From the records that follow, copy every line that contains the word "filename".
====== INPUT RECORDS
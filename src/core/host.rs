//! Leaf of the fleet hierarchy which runs virtual machines.

use std::collections::BTreeMap;

use serde::{Deserialize, Serialize};

use crate::core::common::{
    Aggregate, ClusterId, HostId, ResourceAccount, Resources, VmId, BYTES_PER_MB,
};
use crate::core::vm::VirtualMachine;

/// Hardware description a group of identical hosts is built from.
#[derive(Clone, Debug, Default, Deserialize, Serialize, PartialEq)]
pub struct HostSpec {
    pub number_of_cores: u64,
    pub core_speed_mhz: u64,
    pub memory_mb: u64,
}

/// What a host knows about a VM placed on it.
#[derive(Clone, Copy, Debug, Default, PartialEq)]
pub struct PlacedVm {
    pub requested: Resources,
    /// Usage computed at the last usage recomputation.
    pub usage: Resources,
}

#[derive(Clone, Debug)]
pub struct Host {
    pub account: ResourceAccount,
    pub cluster_id: ClusterId,
    vms: BTreeMap<VmId, PlacedVm>,
}

impl Host {
    pub fn new(id: HostId, cluster_id: ClusterId, spec: &HostSpec) -> Self {
        Self {
            account: ResourceAccount::new(
                id,
                spec.number_of_cores * spec.core_speed_mhz,
                spec.memory_mb * BYTES_PER_MB,
            ),
            cluster_id,
            vms: Default::default(),
        }
    }

    pub fn id(&self) -> HostId {
        self.account.id
    }

    pub fn vms(&self) -> &BTreeMap<VmId, PlacedVm> {
        &self.vms
    }

    pub fn vm_count(&self) -> usize {
        self.vms.len()
    }

    pub fn has_vm(&self, vm_id: &str) -> bool {
        self.vms.contains_key(vm_id)
    }

    pub fn can_fit(&self, request: &Resources) -> bool {
        self.account.can_fit(request)
    }

    /// Registers the VM and charges its requested capacity. Capacity is checked by callers.
    pub fn add_vm(&mut self, vm: &VirtualMachine) {
        let requested = vm.requested();
        let previous = self.vms.insert(
            vm.id.clone(),
            PlacedVm {
                requested,
                usage: Resources::default(),
            },
        );
        if previous.is_some() {
            panic!("vm {:?} is already placed on host {}", vm.id, self.id());
        }
        self.account.allocated_cpu_mhz += requested.cpu_mhz;
        self.account.allocated_memory_bytes += requested.memory_mb * BYTES_PER_MB;
    }

    pub fn remove_vm(&mut self, vm_id: &str) -> Option<PlacedVm> {
        let placed = self.vms.remove(vm_id)?;
        self.account.allocated_cpu_mhz -= placed.requested.cpu_mhz;
        self.account.allocated_memory_bytes -= placed.requested.memory_mb * BYTES_PER_MB;
        self.account.used_cpu_mhz = self.account.used_cpu_mhz.saturating_sub(placed.usage.cpu_mhz);
        self.account.used_memory_bytes = self
            .account
            .used_memory_bytes
            .saturating_sub(placed.usage.memory_mb * BYTES_PER_MB);
        Some(placed)
    }

    pub(crate) fn set_vm_usage(&mut self, vm_id: &str, usage: Resources) {
        match self.vms.get_mut(vm_id) {
            Some(placed) => placed.usage = usage,
            None => panic!("vm {:?} is not placed on host {}", vm_id, self.id()),
        }
    }
}

impl Aggregate for Host {
    fn recompute_allocation(&mut self) {
        self.account.reset_allocation();
        for placed in self.vms.values() {
            self.account.allocated_cpu_mhz += placed.requested.cpu_mhz;
            self.account.allocated_memory_bytes += placed.requested.memory_mb * BYTES_PER_MB;
        }
    }

    fn recompute_usage(&mut self) {
        self.account.reset_usage();
        for placed in self.vms.values() {
            self.account.used_cpu_mhz += placed.usage.cpu_mhz;
            self.account.used_memory_bytes += placed.usage.memory_mb * BYTES_PER_MB;
        }
    }
}

impl PartialEq for Host {
    fn eq(&self, other: &Self) -> bool {
        self.id() == other.id()
    }
}

impl Eq for Host {}
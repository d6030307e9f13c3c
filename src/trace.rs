pub mod interface;
pub mod raw_trace;
pub mod vm_trace;
//! Shared capacity/allocation/usage bookkeeping embedded into hosts, clusters and the cloud.

use std::fmt;

use serde::Serialize;

pub type VmId = String;
pub type HostId = u32;
pub type ClusterId = u32;

/// Trace time units as they appear in input traces.
pub type TraceTime = u64;

pub const BYTES_PER_MB: u64 = 1024 * 1024;
pub const BYTES_PER_GB: u64 = 1024 * BYTES_PER_MB;

/// Requested or measured amount of the two simulated resources.
#[derive(Clone, Copy, Debug, Default, PartialEq, Serialize)]
pub struct Resources {
    pub cpu_mhz: u64,
    pub memory_mb: u64,
}

impl Resources {
    pub fn new(cpu_mhz: u64, memory_mb: u64) -> Self {
        Self { cpu_mhz, memory_mb }
    }
}

/// Capacities are fixed at construction. Allocated and used values are not kept in sync with
/// children automatically, owners recompute them once per simulation step.
#[derive(Clone, Debug, Default, PartialEq, Serialize)]
pub struct ResourceAccount {
    pub id: u32,
    total_memory_bytes: u64,
    total_cpu_mhz: u64,
    pub(crate) allocated_memory_bytes: u64,
    pub(crate) allocated_cpu_mhz: u64,
    pub(crate) used_memory_bytes: u64,
    pub(crate) used_cpu_mhz: u64,
}

impl ResourceAccount {
    pub fn new(id: u32, total_cpu_mhz: u64, total_memory_bytes: u64) -> Self {
        Self {
            id,
            total_memory_bytes,
            total_cpu_mhz,
            ..Default::default()
        }
    }

    pub fn total_cpu_mhz(&self) -> u64 {
        self.total_cpu_mhz
    }

    pub fn total_memory_bytes(&self) -> u64 {
        self.total_memory_bytes
    }

    pub fn total_memory_mb(&self) -> u64 {
        self.total_memory_bytes / BYTES_PER_MB
    }

    pub fn allocated_cpu_mhz(&self) -> u64 {
        self.allocated_cpu_mhz
    }

    pub fn allocated_memory_bytes(&self) -> u64 {
        self.allocated_memory_bytes
    }

    pub fn allocated_memory_mb(&self) -> u64 {
        self.allocated_memory_bytes / BYTES_PER_MB
    }

    pub fn used_cpu_mhz(&self) -> u64 {
        self.used_cpu_mhz
    }

    pub fn used_memory_bytes(&self) -> u64 {
        self.used_memory_bytes
    }

    pub fn available_cpu_mhz(&self) -> u64 {
        self.total_cpu_mhz.saturating_sub(self.allocated_cpu_mhz)
    }

    pub fn available_memory_mb(&self) -> u64 {
        self.total_memory_mb().saturating_sub(self.allocated_memory_mb())
    }

    pub fn allocated_cpu_percent(&self) -> f64 {
        percent(self.allocated_cpu_mhz, self.total_cpu_mhz)
    }

    pub fn allocated_memory_percent(&self) -> f64 {
        percent(self.allocated_memory_bytes, self.total_memory_bytes)
    }

    pub fn used_cpu_percent(&self) -> f64 {
        percent(self.used_cpu_mhz, self.total_cpu_mhz)
    }

    pub fn used_memory_percent(&self) -> f64 {
        percent(self.used_memory_bytes, self.total_memory_bytes)
    }

    /// Checks the two-dimensional fit of `request` against unallocated capacity.
    pub fn can_fit(&self, request: &Resources) -> bool {
        request.cpu_mhz <= self.available_cpu_mhz()
            && request.memory_mb <= self.available_memory_mb()
    }

    pub(crate) fn reset_allocation(&mut self) {
        self.allocated_cpu_mhz = 0;
        self.allocated_memory_bytes = 0;
    }

    pub(crate) fn reset_usage(&mut self) {
        self.used_cpu_mhz = 0;
        self.used_memory_bytes = 0;
    }

    pub(crate) fn add_allocation_of(&mut self, other: &ResourceAccount) {
        self.allocated_cpu_mhz += other.allocated_cpu_mhz;
        self.allocated_memory_bytes += other.allocated_memory_bytes;
    }

    pub(crate) fn add_usage_of(&mut self, other: &ResourceAccount) {
        self.used_cpu_mhz += other.used_cpu_mhz;
        self.used_memory_bytes += other.used_memory_bytes;
    }
}

impl fmt::Display for ResourceAccount {
    fn fmt(&self, f: &mut fmt::Formatter<'_>) -> fmt::Result {
        write!(
            f,
            "id [{}], total memory [{}MB], total cpu [{}Mhz], allocated memory [{}MB], \
             allocated cpu [{}Mhz], allocated memory in % [{:.2}], allocated cpu in % [{:.2}], \
             memory used [{}Mb], cpu used [{}Mhz], used memory in % [{:.2}], used cpu in % [{:.2}]",
            self.id,
            self.total_memory_mb(),
            self.total_cpu_mhz,
            self.allocated_memory_mb(),
            self.allocated_cpu_mhz,
            self.allocated_memory_percent(),
            self.allocated_cpu_percent(),
            self.used_memory_bytes / BYTES_PER_MB,
            self.used_cpu_mhz,
            self.used_memory_percent(),
            self.used_cpu_percent()
        )
    }
}

fn percent(part: u64, total: u64) -> f64 {
    if total == 0 {
        return 0.0;
    }
    part as f64 * 100.0 / total as f64
}

/// Capability of entities which sum their children's accounts.
pub trait Aggregate {
    fn recompute_allocation(&mut self);
    fn recompute_usage(&mut self);
}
============
** TASK RESPONSE **
filename src/core/host.rs
filename src/trace.rs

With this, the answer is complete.